When Dana McIntosh knocked on 178 doors last summer and fall in an effort to convince her neighbours to attend community COVID-19 testing pop-ups, they always answered when they saw her familiar face through the peephole.
The 43-year-old has spent her whole life here in Toronto’s Jane and Finch area, one of the hardest hit by COVID-19. She went to three schools in the area, attended hundreds of local events and has earned her status as a trusted neighbourhood influencer.
“It’s not harmful, it won’t hurt you,” she’d say about the test.

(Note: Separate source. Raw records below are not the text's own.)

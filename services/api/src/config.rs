//! services/api/src/config.rs
//!
//! Defines the application's configuration structure and loading logic.
//!
//! All configuration is loaded from environment variables at startup. The `.env`
//! file is used for local development.

use std::net::SocketAddr;
use tracing::Level;

/// A custom error type for configuration loading failures.
#[derive(Debug, thiserror::Error)]
pub enum ConfigError {
    #[error("Missing the environment variable {0}")]
    MissingVar(String),
    #[error("Invalid value for the environment variable {0}: {1}")]
    InvalidValue(String, String),
}

/// Holds all configuration loaded from the environment at startup.
#[derive(Clone, Debug)]
pub struct Config {
    pub bind_address: SocketAddr,
    pub database_url: String,
    pub log_level: Level,
    pub openai_api_key: Option<String>,
    pub cors_origin: String,
    pub record_model: String,
    pub closure_model: String,
    pub period_model: String,
}

impl Config {
    /// Loads configuration from environment variables.
    ///
    /// It will look for a `.env` file in the current directory for development,
    /// but this is skipped in test environments to ensure tests are hermetic.
    pub fn from_env() -> Result<Self, ConfigError> {
        // Only load from .env in non-test mode to avoid contamination.
        if !cfg!(test) {
            dotenvy::dotenv().ok();
        }

        // --- Load Server and Database Settings ---
        let bind_address_str =
            std::env::var("BIND_ADDRESS").unwrap_or_else(|_| "0.0.0.0:3000".to_string());
        let bind_address = bind_address_str
            .parse::<SocketAddr>()
            .map_err(|e| ConfigError::InvalidValue("BIND_ADDRESS".to_string(), e.to_string()))?;

        let database_url = std::env::var("DATABASE_URL")
            .map_err(|_| ConfigError::MissingVar("DATABASE_URL".to_string()))?;

        let log_level_str = std::env::var("RUST_LOG").unwrap_or_else(|_| "INFO".to_string());
        let log_level = log_level_str.parse::<Level>().map_err(|_| {
            ConfigError::InvalidValue(
                "RUST_LOG".to_string(),
                format!("'{}' is not a valid log level", log_level_str),
            )
        })?;

        let cors_origin =
            std::env::var("CORS_ORIGIN").unwrap_or_else(|_| "http://localhost:3000".to_string());

        // --- Load API Keys (as optional) ---
        let openai_api_key = std::env::var("OPENAI_API_KEY").ok();

        // --- Load Adapter-specific Settings ---
        let record_model =
            std::env::var("RECORD_MODEL").unwrap_or_else(|_| "gpt-4o-mini".to_string());
        let closure_model = std::env::var("CLOSURE_MODEL").unwrap_or_else(|_| "gpt-4o".to_string());
        let period_model = std::env::var("PERIOD_MODEL").unwrap_or_else(|_| "gpt-4o".to_string());

        Ok(Self {
            bind_address,
            database_url,
            log_level,
            openai_api_key,
            cors_origin,
            record_model,
            closure_model,
            period_model,
        })
    }
}
pub mod admin;
pub mod auth;
pub mod events;
pub mod middleware;
pub mod records;
pub mod rest;
pub mod state;
pub mod summary;

pub use middleware::{require_admin, require_auth};
pub use rest::ApiDoc;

She didn’t bring up scientific studies or daily case counts, but instead talked about the risks in a way that would get her neighbours’ attention: They could have COVID-19 and not know it, and then pass it on to their children or parents, she warned.
After she made her pitch, almost every person had the same question for her: “So, Miss Dana, have you had it done?”
She’d assure them she had, multiple times in fact, and sometimes she’d even administer a nasal swab on herself to prove it didn’t hurt, that her nose didn’t bleed, that her brain didn’t shift (a concern she heard from many). And that, more than anything else, was what convinced people.
That’s precisely why she was recruited by Black Creek Community Health Centre as one of 25 community outreach workers to get people out to the testing pop-ups in Toronto’s northwest, which is home to a large Black and low-income population.
In the months ahead, Ms. McIntosh will be called on again, this time to convince her neighbours to get the COVID-19 vaccine.
The problem is, she doesn’t have a reassuring answer to “the question” this time: For now, she’s scared to get vaccinated and doesn’t plan to for at least 18 months.
“All I can say is, ‘This is to protect you and your family.’ Right? When it comes to me … I’ll be straight up. ‘I haven’t done it yet,’ ” she said.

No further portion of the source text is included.